#### Task goal
Would you return the lines between the one holding "if inner.contains('(') ||" and the one holding "Ok(Self::Exists(parse_key(s)?))", inclusive, and only those, exactly as they stand in the listing below?

• • •

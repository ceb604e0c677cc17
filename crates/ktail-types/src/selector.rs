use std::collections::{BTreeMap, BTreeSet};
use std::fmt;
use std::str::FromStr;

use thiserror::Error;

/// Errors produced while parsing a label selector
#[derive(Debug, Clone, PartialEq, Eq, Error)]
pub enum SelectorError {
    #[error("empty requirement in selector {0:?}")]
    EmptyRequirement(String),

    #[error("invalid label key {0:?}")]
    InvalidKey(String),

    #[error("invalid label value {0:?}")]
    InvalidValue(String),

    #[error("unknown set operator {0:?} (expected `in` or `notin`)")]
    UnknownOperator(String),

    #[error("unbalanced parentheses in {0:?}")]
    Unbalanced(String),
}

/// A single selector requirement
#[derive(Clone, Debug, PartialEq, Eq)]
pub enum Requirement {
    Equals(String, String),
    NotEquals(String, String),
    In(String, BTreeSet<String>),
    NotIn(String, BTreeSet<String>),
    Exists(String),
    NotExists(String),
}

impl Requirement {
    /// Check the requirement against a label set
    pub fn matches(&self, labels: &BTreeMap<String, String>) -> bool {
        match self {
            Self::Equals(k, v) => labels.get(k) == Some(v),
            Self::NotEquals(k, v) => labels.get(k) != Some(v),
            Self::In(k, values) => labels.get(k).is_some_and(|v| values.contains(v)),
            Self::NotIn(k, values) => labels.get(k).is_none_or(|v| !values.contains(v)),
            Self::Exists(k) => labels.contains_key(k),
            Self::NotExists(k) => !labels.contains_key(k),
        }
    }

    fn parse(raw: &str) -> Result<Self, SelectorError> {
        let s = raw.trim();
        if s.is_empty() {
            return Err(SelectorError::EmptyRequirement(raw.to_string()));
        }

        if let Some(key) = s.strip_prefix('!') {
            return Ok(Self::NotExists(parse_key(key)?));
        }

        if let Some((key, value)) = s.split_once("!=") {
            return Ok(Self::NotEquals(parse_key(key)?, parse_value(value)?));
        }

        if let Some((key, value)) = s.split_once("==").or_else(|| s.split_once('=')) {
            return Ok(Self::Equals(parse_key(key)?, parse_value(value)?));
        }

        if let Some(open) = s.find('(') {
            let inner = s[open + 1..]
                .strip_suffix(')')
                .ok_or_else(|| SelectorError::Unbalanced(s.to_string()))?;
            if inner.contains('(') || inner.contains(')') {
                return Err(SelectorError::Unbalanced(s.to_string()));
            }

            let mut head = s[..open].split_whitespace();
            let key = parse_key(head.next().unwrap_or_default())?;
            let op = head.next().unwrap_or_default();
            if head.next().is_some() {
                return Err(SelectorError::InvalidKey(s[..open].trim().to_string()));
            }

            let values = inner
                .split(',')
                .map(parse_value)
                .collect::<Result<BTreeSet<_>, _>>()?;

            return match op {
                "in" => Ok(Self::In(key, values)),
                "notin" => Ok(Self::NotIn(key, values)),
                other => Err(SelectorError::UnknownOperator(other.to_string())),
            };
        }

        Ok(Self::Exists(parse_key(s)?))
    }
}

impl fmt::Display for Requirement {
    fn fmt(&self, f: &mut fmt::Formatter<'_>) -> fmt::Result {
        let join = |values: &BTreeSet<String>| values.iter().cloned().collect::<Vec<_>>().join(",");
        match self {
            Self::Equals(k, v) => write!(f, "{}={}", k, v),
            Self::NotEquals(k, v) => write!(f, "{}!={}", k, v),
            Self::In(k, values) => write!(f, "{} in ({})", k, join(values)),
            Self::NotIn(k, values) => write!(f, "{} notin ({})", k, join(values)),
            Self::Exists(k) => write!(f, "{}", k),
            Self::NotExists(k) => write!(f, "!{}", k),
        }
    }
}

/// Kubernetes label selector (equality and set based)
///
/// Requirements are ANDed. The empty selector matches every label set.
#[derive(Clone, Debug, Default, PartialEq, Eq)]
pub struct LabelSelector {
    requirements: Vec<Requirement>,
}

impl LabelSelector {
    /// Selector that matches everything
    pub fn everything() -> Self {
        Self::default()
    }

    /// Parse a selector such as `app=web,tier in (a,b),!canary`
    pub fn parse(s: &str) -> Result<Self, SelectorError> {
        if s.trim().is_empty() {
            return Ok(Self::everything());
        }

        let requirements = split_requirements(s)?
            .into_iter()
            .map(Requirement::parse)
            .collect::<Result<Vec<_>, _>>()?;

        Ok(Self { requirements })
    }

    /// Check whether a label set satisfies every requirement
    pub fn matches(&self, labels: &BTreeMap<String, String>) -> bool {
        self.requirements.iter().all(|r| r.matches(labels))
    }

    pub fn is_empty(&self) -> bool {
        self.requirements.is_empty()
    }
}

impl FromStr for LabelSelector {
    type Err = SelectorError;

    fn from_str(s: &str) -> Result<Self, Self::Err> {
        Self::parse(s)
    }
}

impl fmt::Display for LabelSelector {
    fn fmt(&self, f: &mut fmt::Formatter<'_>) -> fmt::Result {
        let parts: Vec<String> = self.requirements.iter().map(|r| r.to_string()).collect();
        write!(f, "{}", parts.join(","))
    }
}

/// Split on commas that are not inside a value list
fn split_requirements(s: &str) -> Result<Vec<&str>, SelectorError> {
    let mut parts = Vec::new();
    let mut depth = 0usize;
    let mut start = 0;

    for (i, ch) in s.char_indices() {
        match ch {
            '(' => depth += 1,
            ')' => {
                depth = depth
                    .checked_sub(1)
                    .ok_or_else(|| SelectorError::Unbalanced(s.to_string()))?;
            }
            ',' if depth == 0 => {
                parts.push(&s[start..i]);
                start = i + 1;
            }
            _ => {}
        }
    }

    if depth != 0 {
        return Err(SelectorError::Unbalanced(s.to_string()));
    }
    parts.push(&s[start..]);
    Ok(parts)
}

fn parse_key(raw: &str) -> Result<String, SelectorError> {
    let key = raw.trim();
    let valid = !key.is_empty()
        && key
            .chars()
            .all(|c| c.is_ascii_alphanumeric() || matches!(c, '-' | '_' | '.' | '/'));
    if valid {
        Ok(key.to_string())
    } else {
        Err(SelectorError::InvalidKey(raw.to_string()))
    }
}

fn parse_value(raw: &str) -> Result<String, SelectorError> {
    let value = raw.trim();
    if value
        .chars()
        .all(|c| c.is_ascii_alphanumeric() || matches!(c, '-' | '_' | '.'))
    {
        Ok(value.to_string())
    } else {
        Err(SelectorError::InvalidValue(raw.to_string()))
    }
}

• • •

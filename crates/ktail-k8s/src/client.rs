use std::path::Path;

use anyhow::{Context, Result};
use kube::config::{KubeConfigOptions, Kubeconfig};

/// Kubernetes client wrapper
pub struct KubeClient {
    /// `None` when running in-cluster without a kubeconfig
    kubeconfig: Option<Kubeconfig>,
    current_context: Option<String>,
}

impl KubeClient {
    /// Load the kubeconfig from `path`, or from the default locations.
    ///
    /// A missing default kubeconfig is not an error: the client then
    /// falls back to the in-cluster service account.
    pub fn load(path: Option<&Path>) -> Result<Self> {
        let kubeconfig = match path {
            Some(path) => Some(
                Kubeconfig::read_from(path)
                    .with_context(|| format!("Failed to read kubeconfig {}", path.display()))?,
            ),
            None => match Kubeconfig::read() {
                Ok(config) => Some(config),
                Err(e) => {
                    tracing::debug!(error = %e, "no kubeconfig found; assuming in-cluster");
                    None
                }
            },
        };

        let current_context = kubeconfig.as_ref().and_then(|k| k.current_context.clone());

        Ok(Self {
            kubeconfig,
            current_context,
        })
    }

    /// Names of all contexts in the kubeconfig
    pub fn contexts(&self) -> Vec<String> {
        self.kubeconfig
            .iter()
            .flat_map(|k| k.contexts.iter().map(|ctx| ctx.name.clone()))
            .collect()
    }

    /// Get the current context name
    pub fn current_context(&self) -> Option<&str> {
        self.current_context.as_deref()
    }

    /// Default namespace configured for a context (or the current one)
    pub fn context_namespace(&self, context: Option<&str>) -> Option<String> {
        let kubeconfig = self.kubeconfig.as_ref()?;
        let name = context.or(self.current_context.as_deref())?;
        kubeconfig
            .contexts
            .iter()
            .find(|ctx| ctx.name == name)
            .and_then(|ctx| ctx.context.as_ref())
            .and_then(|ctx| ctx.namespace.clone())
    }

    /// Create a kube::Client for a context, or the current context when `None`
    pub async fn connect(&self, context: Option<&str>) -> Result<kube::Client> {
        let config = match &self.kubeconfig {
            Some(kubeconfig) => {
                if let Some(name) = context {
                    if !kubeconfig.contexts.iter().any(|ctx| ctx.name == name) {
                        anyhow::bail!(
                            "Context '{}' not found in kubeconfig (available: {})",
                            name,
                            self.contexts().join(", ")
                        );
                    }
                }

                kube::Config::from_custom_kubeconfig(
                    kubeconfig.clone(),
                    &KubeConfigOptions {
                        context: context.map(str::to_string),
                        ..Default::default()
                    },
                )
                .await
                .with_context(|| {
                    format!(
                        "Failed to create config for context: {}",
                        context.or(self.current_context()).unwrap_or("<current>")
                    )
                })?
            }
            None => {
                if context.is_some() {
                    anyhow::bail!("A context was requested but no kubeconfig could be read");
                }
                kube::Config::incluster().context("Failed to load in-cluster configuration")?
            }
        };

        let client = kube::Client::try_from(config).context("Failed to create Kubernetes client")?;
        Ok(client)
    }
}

• • •

#### Written response
            if inner.contains('(') || inner.contains(')') {
                return Err(SelectorError::Unbalanced(s.to_string()));
            }

            let mut head = s[..open].split_whitespace();
            let key = parse_key(head.next().unwrap_or_default())?;
            let op = head.next().unwrap_or_default();
            if head.next().is_some() {
                return Err(SelectorError::InvalidKey(s[..open].trim().to_string()));
            }

            let values = inner
                .split(',')
                .map(parse_value)
                .collect::<Result<BTreeSet<_>, _>>()?;

            return match op {
                "in" => Ok(Self::In(key, values)),
                "notin" => Ok(Self::NotIn(key, values)),
                other => Err(SelectorError::UnknownOperator(other.to_string())),
            };
        }

        Ok(Self::Exists(parse_key(s)?))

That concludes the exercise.